## EXERCISE DETAILS
Filter these entries down to lines holding "count".

## RECORDED INFORMATION
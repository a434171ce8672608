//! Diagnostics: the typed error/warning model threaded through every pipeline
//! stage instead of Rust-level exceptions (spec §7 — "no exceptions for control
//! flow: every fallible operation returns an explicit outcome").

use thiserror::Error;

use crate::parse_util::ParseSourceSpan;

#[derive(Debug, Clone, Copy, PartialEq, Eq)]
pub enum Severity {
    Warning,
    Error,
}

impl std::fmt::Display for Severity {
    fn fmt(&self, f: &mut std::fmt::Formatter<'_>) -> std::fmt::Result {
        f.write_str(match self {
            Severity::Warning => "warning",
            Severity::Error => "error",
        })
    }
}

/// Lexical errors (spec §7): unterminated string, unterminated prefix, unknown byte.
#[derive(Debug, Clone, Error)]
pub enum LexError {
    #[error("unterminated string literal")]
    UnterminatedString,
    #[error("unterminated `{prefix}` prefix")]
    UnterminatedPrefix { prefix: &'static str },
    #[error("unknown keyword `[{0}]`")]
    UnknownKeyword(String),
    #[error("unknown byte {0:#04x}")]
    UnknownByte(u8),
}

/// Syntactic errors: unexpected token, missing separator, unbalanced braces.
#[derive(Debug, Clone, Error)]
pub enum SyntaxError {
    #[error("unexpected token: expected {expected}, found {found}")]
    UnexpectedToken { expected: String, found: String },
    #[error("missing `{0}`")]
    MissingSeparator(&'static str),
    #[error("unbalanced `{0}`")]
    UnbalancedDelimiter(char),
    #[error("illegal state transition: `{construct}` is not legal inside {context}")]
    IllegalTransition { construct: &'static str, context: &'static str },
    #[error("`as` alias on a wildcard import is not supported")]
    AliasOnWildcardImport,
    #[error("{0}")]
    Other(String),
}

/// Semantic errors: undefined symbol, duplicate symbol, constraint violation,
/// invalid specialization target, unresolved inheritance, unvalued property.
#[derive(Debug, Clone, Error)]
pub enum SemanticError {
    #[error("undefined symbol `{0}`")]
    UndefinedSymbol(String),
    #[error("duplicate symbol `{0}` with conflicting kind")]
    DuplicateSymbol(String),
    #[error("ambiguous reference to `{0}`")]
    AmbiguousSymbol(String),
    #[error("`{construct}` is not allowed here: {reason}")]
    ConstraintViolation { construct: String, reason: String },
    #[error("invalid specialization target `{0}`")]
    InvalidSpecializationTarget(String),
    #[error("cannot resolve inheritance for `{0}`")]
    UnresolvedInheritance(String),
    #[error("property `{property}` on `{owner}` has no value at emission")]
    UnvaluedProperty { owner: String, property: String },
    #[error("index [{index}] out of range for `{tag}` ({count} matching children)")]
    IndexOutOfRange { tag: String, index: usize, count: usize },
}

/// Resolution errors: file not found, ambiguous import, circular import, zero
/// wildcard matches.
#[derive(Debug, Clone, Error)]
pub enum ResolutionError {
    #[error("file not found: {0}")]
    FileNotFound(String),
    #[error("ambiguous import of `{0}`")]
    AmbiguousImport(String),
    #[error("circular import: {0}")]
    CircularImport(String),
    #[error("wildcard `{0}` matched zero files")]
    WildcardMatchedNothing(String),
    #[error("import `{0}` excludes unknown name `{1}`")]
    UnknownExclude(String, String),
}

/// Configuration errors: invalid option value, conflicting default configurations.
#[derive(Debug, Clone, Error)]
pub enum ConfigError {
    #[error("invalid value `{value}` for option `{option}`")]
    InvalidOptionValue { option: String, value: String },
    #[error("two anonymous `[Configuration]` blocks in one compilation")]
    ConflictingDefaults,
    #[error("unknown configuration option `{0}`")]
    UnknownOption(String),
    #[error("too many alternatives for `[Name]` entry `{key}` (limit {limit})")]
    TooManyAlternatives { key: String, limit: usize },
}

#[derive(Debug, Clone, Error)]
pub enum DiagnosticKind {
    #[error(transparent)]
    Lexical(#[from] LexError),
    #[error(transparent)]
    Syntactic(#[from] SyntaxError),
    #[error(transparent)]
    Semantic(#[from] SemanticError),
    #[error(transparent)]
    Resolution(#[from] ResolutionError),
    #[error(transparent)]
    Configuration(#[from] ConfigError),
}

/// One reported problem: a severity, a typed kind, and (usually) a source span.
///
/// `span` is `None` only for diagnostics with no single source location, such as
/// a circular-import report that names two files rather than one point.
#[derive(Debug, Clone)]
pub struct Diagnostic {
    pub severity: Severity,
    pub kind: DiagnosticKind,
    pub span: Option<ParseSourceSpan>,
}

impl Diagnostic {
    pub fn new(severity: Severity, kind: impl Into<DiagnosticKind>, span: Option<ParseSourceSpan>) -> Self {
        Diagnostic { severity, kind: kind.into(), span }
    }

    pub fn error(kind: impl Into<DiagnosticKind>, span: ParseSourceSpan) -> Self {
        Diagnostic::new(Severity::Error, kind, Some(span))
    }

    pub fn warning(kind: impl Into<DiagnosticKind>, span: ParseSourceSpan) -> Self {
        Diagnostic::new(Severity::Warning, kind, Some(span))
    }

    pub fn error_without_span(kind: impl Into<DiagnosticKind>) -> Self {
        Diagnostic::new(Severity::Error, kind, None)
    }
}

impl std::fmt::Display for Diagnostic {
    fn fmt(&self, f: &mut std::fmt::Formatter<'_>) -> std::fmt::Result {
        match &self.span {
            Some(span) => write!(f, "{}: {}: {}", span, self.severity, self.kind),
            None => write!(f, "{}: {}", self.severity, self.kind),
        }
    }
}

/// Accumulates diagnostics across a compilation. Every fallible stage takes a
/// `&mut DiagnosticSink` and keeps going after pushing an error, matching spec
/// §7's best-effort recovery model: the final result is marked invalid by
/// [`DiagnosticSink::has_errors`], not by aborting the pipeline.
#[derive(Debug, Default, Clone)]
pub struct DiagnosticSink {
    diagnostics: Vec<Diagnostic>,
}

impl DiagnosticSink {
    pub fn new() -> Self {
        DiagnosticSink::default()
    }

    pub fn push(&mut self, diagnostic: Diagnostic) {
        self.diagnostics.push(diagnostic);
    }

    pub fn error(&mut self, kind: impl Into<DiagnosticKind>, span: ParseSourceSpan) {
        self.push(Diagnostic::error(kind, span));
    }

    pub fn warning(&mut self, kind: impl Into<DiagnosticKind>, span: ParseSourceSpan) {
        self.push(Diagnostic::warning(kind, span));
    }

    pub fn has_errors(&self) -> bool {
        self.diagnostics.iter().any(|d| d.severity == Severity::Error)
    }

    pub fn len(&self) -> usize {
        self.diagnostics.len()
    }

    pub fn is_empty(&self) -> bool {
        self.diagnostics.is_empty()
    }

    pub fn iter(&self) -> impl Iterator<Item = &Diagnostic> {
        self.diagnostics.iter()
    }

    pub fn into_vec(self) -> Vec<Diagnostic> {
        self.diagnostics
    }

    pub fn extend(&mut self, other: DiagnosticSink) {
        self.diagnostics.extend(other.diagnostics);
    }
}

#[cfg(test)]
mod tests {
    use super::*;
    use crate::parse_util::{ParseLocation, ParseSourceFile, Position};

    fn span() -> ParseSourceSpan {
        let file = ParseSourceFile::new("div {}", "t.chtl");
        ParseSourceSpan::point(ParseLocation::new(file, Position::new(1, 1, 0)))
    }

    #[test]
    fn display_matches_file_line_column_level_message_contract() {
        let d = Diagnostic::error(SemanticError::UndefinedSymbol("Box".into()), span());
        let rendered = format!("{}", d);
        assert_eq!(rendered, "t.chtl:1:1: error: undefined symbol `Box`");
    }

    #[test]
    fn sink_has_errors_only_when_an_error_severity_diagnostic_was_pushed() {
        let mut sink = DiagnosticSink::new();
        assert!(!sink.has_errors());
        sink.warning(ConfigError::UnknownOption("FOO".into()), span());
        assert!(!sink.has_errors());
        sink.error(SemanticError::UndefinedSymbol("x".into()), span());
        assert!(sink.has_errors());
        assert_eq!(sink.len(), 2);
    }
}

## RESPONSE TO THIS EXERCISE
    #[error("index [{index}] out of range for `{tag}` ({count} matching children)")]
    IndexOutOfRange { tag: String, index: usize, count: usize },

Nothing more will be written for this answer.